Changing the mindset of spa owners will be a difficult fight but the even harder battle is my advocacy to legalize sex work — another issue deeply connected to massage therapy and safety. It’s not a popular cause among politicians, but legalization would protect both sex workers and massage therapists by setting clear boundaries that these are two seperate professions.

No more blurred lines. No more fear of being punished for reporting harassment.

Changing the laws won’t be easy, especially when so many people in power — police officers, judges, district attorneys — have personally exploited sex workers or sympathize with the men who harm them. That’s why the laws remain as they are: sex workers face months or years in jail, while men who assault them often walk free. It’s backward and deliberately protects predators.

I don’t know exactly where this path of advocacy will lead me, but I know I’m not stopping. I’m passionate, I’m relentless, and I believe this work — for fair pay, fairness in law, and basic dignity — might take me far.

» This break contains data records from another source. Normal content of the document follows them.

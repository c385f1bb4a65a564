mod common;

use std::collections::HashSet;
use std::sync::Arc;

use alloy_primitives::U256;

use common::{identity, MockProver};
use zkvote_client::identity::commitment_of_secret;
use zkvote_client::merkle::{verify_merkle_proof, MembershipTree};
use zkvote_client::prover::{
    scope_proposal_id, DepthValue, ProofError, ProofGenerator, ProofRequest, PROOF_POINTS,
};
use zkvote_client::utils::{field_to_u256, u256_to_field};

fn generator(prover: MockProver) -> (ProofGenerator, Arc<MockProver>) {
    let prover = Arc::new(prover);
    (ProofGenerator::new(prover.clone()), prover)
}

fn members(seeds: &[u8]) -> Vec<U256> {
    seeds.iter().map(|seed| identity(*seed).commitment()).collect()
}

#[tokio::test]
async fn test_bundle_is_bound_to_the_fetched_group() {
    let (generator, _) = generator(MockProver::new());
    let group = members(&[1, 2, 3, 4, 5]);
    let voter = identity(4);

    let bundle = generator
        .generate_proof(ProofRequest {
            identity: &voter,
            group_members: &group,
            proposal_id: 7,
            option_id: 1,
        })
        .await
        .unwrap();

    // Rebuilt independently from the same ordered list
    let tree = MembershipTree::from_members(&group).unwrap();
    assert_eq!(Some(bundle.merkle_tree_root), tree.root());

    let path = tree.proof(3).unwrap();
    assert!(verify_merkle_proof(&path, tree.depth()).unwrap());
    assert_eq!(bundle.merkle_tree_depth, path.siblings.len() as u64);
    assert_eq!(bundle.merkle_tree_depth, 3);

    assert_eq!(bundle.message, U256::from(1u64));
    assert_eq!(scope_proposal_id(bundle.scope), U256::from(7u64));
    assert_eq!(bundle.points.len(), PROOF_POINTS);
    assert!(bundle.sanity_check());

    let nullifier = voter.nullifier(u256_to_field(bundle.scope).unwrap()).unwrap();
    assert_eq!(bundle.nullifier, field_to_u256(nullifier));
}

#[tokio::test]
async fn test_single_member_group_has_depth_one() {
    let (generator, _) = generator(MockProver::new());
    let voter = identity(1);
    let group = vec![voter.commitment()];

    let bundle = generator
        .generate_proof(ProofRequest {
            identity: &voter,
            group_members: &group,
            proposal_id: 1,
            option_id: 0,
        })
        .await
        .unwrap();

    assert_eq!(bundle.merkle_tree_depth, 1);
    assert_eq!(bundle.merkle_tree_root, voter.commitment());
    assert_eq!(bundle.message, U256::ZERO);
}

#[tokio::test]
async fn test_non_member_is_rejected_before_proving() {
    let (generator, prover) = generator(MockProver::new());
    let outsider = identity(9);

    let result = generator
        .generate_proof(ProofRequest {
            identity: &outsider,
            group_members: &members(&[1, 2]),
            proposal_id: 1,
            option_id: 0,
        })
        .await;

    match result {
        Err(ProofError::NotAMember { commitment }) => assert_eq!(commitment, outsider.commitment()),
        other => panic!("expected NotAMember, got {:?}", other),
    }
    assert_eq!(prover.calls(), 0);
}

#[tokio::test]
async fn test_empty_group_is_invalid_input() {
    let (generator, prover) = generator(MockProver::new());

    let result = generator
        .generate_proof(ProofRequest {
            identity: &identity(1),
            group_members: &[],
            proposal_id: 1,
            option_id: 0,
        })
        .await;

    assert!(matches!(result, Err(ProofError::InvalidInput(_))));
    assert_eq!(prover.calls(), 0);
}

#[tokio::test]
async fn test_zero_commitment_in_group_is_invalid_input() {
    let (generator, _) = generator(MockProver::new());
    let voter = identity(1);
    let group = vec![U256::ZERO, voter.commitment()];

    let result = generator
        .generate_proof(ProofRequest {
            identity: &voter,
            group_members: &group,
            proposal_id: 1,
            option_id: 0,
        })
        .await;

    assert!(matches!(result, Err(ProofError::InvalidInput(_))));
}

#[tokio::test]
async fn test_scopes_never_repeat() {
    let (generator, _) = generator(MockProver::new());
    let voter = identity(2);
    let group = members(&[1, 2]);

    let mut scopes = HashSet::new();
    let mut nullifiers = HashSet::new();
    for _ in 0..1000 {
        let bundle = generator
            .generate_proof(ProofRequest {
                identity: &voter,
                group_members: &group,
                proposal_id: 3,
                option_id: 0,
            })
            .await
            .unwrap();
        assert_eq!(scope_proposal_id(bundle.scope), U256::from(3u64));
        scopes.insert(bundle.scope);
        nullifiers.insert(bundle.nullifier);
    }

    assert_eq!(scopes.len(), 1000);
    assert_eq!(nullifiers.len(), 1000);
}

#[tokio::test]
async fn test_string_depth_from_prover_is_accepted() {
    let mut prover = MockProver::new();
    prover.depth = |depth| DepthValue::Text(depth.to_string());
    let (generator, _) = generator(prover);
    let voter = identity(1);

    let bundle = generator
        .generate_proof(ProofRequest {
            identity: &voter,
            group_members: &members(&[1, 2, 3]),
            proposal_id: 1,
            option_id: 2,
        })
        .await
        .unwrap();
    assert_eq!(bundle.merkle_tree_depth, 2);
}

#[tokio::test]
async fn test_wrong_depth_from_prover_fails() {
    let mut prover = MockProver::new();
    prover.depth = |depth| DepthValue::Number(depth + 1);
    let (generator, _) = generator(prover);

    let result = generator
        .generate_proof(ProofRequest {
            identity: &identity(1),
            group_members: &members(&[1, 2]),
            proposal_id: 1,
            option_id: 0,
        })
        .await;

    assert!(matches!(result, Err(ProofError::ProverFailure(_))));
}

#[tokio::test]
async fn test_short_proof_fails() {
    let mut prover = MockProver::new();
    prover.point_count = PROOF_POINTS - 1;
    let (generator, _) = generator(prover);

    let result = generator
        .generate_proof(ProofRequest {
            identity: &identity(1),
            group_members: &members(&[1, 2]),
            proposal_id: 1,
            option_id: 0,
        })
        .await;

    match result {
        Err(ProofError::ProverFailure(message)) => assert!(message.contains("proof points")),
        other => panic!("expected ProverFailure, got {:?}", other),
    }
}

#[tokio::test]
async fn test_proof_for_another_root_fails() {
    let mut prover = MockProver::new();
    prover.tamper_root = true;
    let (generator, _) = generator(prover);

    let result = generator
        .generate_proof(ProofRequest {
            identity: &identity(2),
            group_members: &members(&[1, 2]),
            proposal_id: 1,
            option_id: 0,
        })
        .await;

    match result {
        Err(ProofError::ProverFailure(message)) => assert!(message.contains("root")),
        other => panic!("expected ProverFailure, got {:?}", other),
    }
}

#[tokio::test]
async fn test_group_root_rebuilds_from_prover_secret() {
    let (generator, prover) = generator(MockProver::new());
    let group = members(&[1, 2, 3]);
    let voter = identity(3);

    // The circuit recomputes the leaf from the secret alone
    let leaf = commitment_of_secret(voter.secret_scalar()).unwrap();
    assert_eq!(leaf, voter.commitment());

    let mut rebuilt = group.clone();
    rebuilt[2] = leaf;
    let tree = MembershipTree::from_members(&rebuilt).unwrap();

    let bundle = generator
        .generate_proof(ProofRequest {
            identity: &voter,
            group_members: &group,
            proposal_id: 3,
            option_id: 2,
        })
        .await
        .unwrap();
    assert_eq!(Some(bundle.merkle_tree_root), tree.root());
    assert_eq!(prover.calls(), 1);
}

Before we go, we’d love to hear your thoughts on some longer-run, legacy type questions. Are you doing what you were born to do—or what you were told to do?
I think in a way, I am doing both.

I grew up very religious, in the Catholic Church. Serving God was all anyone talked about, all the time. Women served God by being wives, mothers, and churchgoers. I wondered to myself, is that really the limit of what I can do? Can I still serve God in a way that fosters my passions and brings me joy? I clearly resisted the suffering expectation of Catholicism. I didn’t want to live like that.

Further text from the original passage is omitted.